(Data items)
━━━

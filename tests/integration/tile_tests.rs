//! Tile generation integration tests.
//!
//! Tests verify:
//! - Pyramid level count and per-level geometry
//! - Finest level is pixel-identical to a direct source read
//! - Coarse levels subsample by the level factor
//! - Out-of-bounds requests produce blank tiles, partial tiles are cropped
//! - Unsupported layouts fail without producing data
//! - Concurrent generation from many threads

use std::sync::Arc;
use std::thread;

use raster_tiler::error::TileError;
use raster_tiler::image::{BoundingBox, ImageBuffer};
use raster_tiler::pixel::{ChannelType, PixelFormat, PixelGray, PixelGrayA, PixelRgb, PixelRgba};
use raster_tiler::raster::{MemoryRaster, RasterSource};
use raster_tiler::tile::{num_levels, TileGenerator, TileLocator};

use super::test_utils::{gray16_ramp, gray16_raster, TrackingRaster};

// =============================================================================
// Pyramid Geometry
// =============================================================================

#[test]
fn test_num_levels_follows_source() {
    let generator = TileGenerator::new(gray16_raster(1000, 700, 128));
    // 1000 / 128 = 7.8 → ceil(log2) = 3
    assert_eq!(generator.num_levels(), 4);
    assert_eq!(generator.tile_size(), (128, 128));
    assert_eq!(num_levels(1000, 700, 128, 128), generator.num_levels());
}

#[test]
fn test_level_grid_covers_image() {
    let generator = TileGenerator::new(gray16_raster(1000, 700, 128));

    for level in 0..generator.num_levels() {
        let (width, height) = generator.level_dimensions(level).unwrap();
        let (tiles_x, tiles_y) = generator.tiles_at_level(level).unwrap();

        let mut covered_width = 0;
        for col in 0..tiles_x {
            let tile = generator.generate_tile(TileLocator::new(col, 0, level)).unwrap();
            covered_width += tile.cols();
        }
        let mut covered_height = 0;
        for row in 0..tiles_y {
            let tile = generator.generate_tile(TileLocator::new(0, row, level)).unwrap();
            covered_height += tile.rows();
        }

        assert_eq!(covered_width, width, "level {level}");
        assert_eq!(covered_height, height, "level {level}");
    }
}

// =============================================================================
// Pixel Content
// =============================================================================

#[test]
fn test_finest_level_matches_direct_read() {
    let raster = gray16_raster(300, 200, 64);
    let generator = TileGenerator::new(raster.clone());
    let finest = generator.num_levels() - 1;

    let tile = generator.generate_tile(TileLocator::new(2, 1, finest)).unwrap();
    let image = tile.to_image::<PixelGray<u16>>().unwrap();

    let bbox = BoundingBox::new(128, 64, 64, 64);
    let mut direct = vec![0u8; 64 * 64 * 2];
    raster.read(&mut direct, bbox).unwrap();

    assert_eq!(tile.data().as_ref(), direct.as_slice());
    assert_eq!(image.get(0, 0), Some(PixelGray::new(128 + 64 * 300)));
}

#[test]
fn test_coarse_level_subsamples() {
    let generator = TileGenerator::new(gray16_raster(256, 256, 64));
    assert_eq!(generator.num_levels(), 3);

    // Level 0: factor 4 over the whole image
    let tile = generator.generate_tile(TileLocator::new(0, 0, 0)).unwrap();
    assert_eq!((tile.cols(), tile.rows()), (64, 64));

    let image = tile.to_image::<PixelGray<u16>>().unwrap();
    let source = gray16_ramp(256, 256);
    for (x, y) in [(0, 0), (5, 3), (63, 63)] {
        assert_eq!(image.get(x, y), source.get(x * 4, y * 4), "({x}, {y})");
    }
}

#[test]
fn test_output_dimensions_round_up() {
    // 1001 x 999 with 250 tiles: 4 levels, level 0 factor 8
    let generator = TileGenerator::new(gray16_raster(1001, 999, 250));
    assert_eq!(generator.num_levels(), 4);

    let tile = generator.generate_tile(TileLocator::new(0, 0, 0)).unwrap();
    assert_eq!((tile.cols(), tile.rows()), (126, 125));
}

// =============================================================================
// Edge Cases
// =============================================================================

#[test]
fn test_out_of_bounds_tile_is_blank() {
    let img = ImageBuffer::from_fn(100, 100, |x, y| PixelRgb::<u16>::new(x as u16, y as u16, 1));
    let generator = TileGenerator::new(MemoryRaster::from_image(&img).with_block_size(64, 32));

    let tile = generator.generate_tile(TileLocator::new(9, 9, 1)).unwrap();
    assert_eq!((tile.cols(), tile.rows()), (64, 32));
    assert_eq!(tile.pixel_format(), PixelFormat::Gray);
    assert_eq!(tile.channel_type(), ChannelType::Uint8);
    assert!(tile.data().iter().all(|&b| b == 0));
}

#[test]
fn test_blank_tile_skips_source_reads() {
    let raster = TrackingRaster::new(gray16_raster(100, 100, 32));
    let generator = TileGenerator::new(raster.clone());

    generator.generate_tile(TileLocator::new(50, 0, 2)).unwrap();
    generator.generate_tile(TileLocator::new(0, 0, 40)).unwrap();
    assert_eq!(raster.request_count(), 0);

    generator.generate_tile(TileLocator::new(3, 3, 2)).unwrap();
    assert_eq!(raster.requests(), vec![BoundingBox::new(96, 96, 4, 4)]);
}

#[test]
fn test_partial_tile_is_cropped() {
    let generator = TileGenerator::new(gray16_raster(100, 70, 32));
    let finest = generator.num_levels() - 1;

    let tile = generator.generate_tile(TileLocator::new(3, 2, finest)).unwrap();
    assert_eq!((tile.cols(), tile.rows()), (4, 6));

    let image = tile.to_image::<PixelGray<u16>>().unwrap();
    assert_eq!(image.get(3, 5), Some(PixelGray::new(99 + 69 * 100)));
}

#[test]
fn test_unsupported_format_fails() {
    let raster = MemoryRaster::new(8, 8, 1, PixelFormat::Rgb, ChannelType::Int16, vec![0u8; 8 * 8 * 6])
        .unwrap();
    let generator = TileGenerator::new(raster);

    let result = generator.generate_tile(TileLocator::new(0, 0, 0));
    match result {
        Err(TileError::UnsupportedFormat {
            pixel_format,
            channel_type,
        }) => {
            assert_eq!(pixel_format, PixelFormat::Rgb);
            assert_eq!(channel_type, ChannelType::Int16);
        }
        other => panic!("Expected UnsupportedFormat, got {other:?}"),
    }

    // The generator keeps serving after a failed request
    let blank = generator.generate_tile(TileLocator::new(5, 5, 0)).unwrap();
    assert_eq!(blank.pixel_format(), PixelFormat::Gray);
}

#[test]
fn test_supported_layouts_generate() {
    let gray_alpha = ImageBuffer::from_fn(16, 16, |x, _| PixelGrayA::<f32>::new(x as f32, 1.0));
    let rgba = ImageBuffer::from_fn(16, 16, |_, y| PixelRgba::<u16>::new(y as u16, 0, 0, 9));

    let tile = TileGenerator::new(MemoryRaster::from_image(&gray_alpha).with_block_size(8, 8))
        .generate_tile(TileLocator::new(0, 0, 0))
        .unwrap();
    assert_eq!((tile.cols(), tile.rows()), (8, 8));
    assert_eq!(tile.pixel_format(), PixelFormat::GrayAlpha);
    assert_eq!(tile.channel_type(), ChannelType::Float32);

    let tile = TileGenerator::new(MemoryRaster::from_image(&rgba).with_block_size(8, 8))
        .generate_tile(TileLocator::new(0, 1, 1))
        .unwrap();
    let image = tile.to_image::<PixelRgba<u16>>().unwrap();
    assert_eq!(image.get(0, 0), Some(PixelRgba::new(8, 0, 0, 9)));
}

#[test]
fn test_placeholders_not_implemented() {
    let generator = TileGenerator::new(gray16_raster(10, 10, 8));
    assert!(matches!(generator.minmax(), Err(TileError::NotImplemented { .. })));
    assert!(matches!(
        generator.sample(0, 0, 0, 1),
        Err(TileError::NotImplemented { .. })
    ));
}

// =============================================================================
// Concurrency
// =============================================================================

#[test]
fn test_concurrent_generation() {
    let raster = TrackingRaster::new(gray16_raster(512, 512, 64));
    let generator = Arc::new(TileGenerator::new(raster.clone()));
    let finest = generator.num_levels() - 1;

    let handles: Vec<_> = (0..8u32)
        .map(|col| {
            let generator = Arc::clone(&generator);
            thread::spawn(move || {
                (0..8u32)
                    .map(|row| generator.generate_tile(TileLocator::new(col, row, finest)).unwrap())
                    .collect::<Vec<_>>()
            })
        })
        .collect();

    let source = gray16_ramp(512, 512);
    for (col, handle) in handles.into_iter().enumerate() {
        let tiles = handle.join().unwrap();
        for (row, tile) in tiles.iter().enumerate() {
            let image = tile.to_image::<PixelGray<u16>>().unwrap();
            assert_eq!(
                image.get(0, 0),
                source.get(col as u32 * 64, row as u32 * 64),
                "tile {col},{row}"
            );
        }
    }
    assert_eq!(raster.request_count(), 64);
}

━━━

Work to be completed »
Each line in the data that holds the string "handles" should be found and copied.

Solution »
    let handles: Vec<_> = (0..8u32)
    for (col, handle) in handles.into_iter().enumerate() {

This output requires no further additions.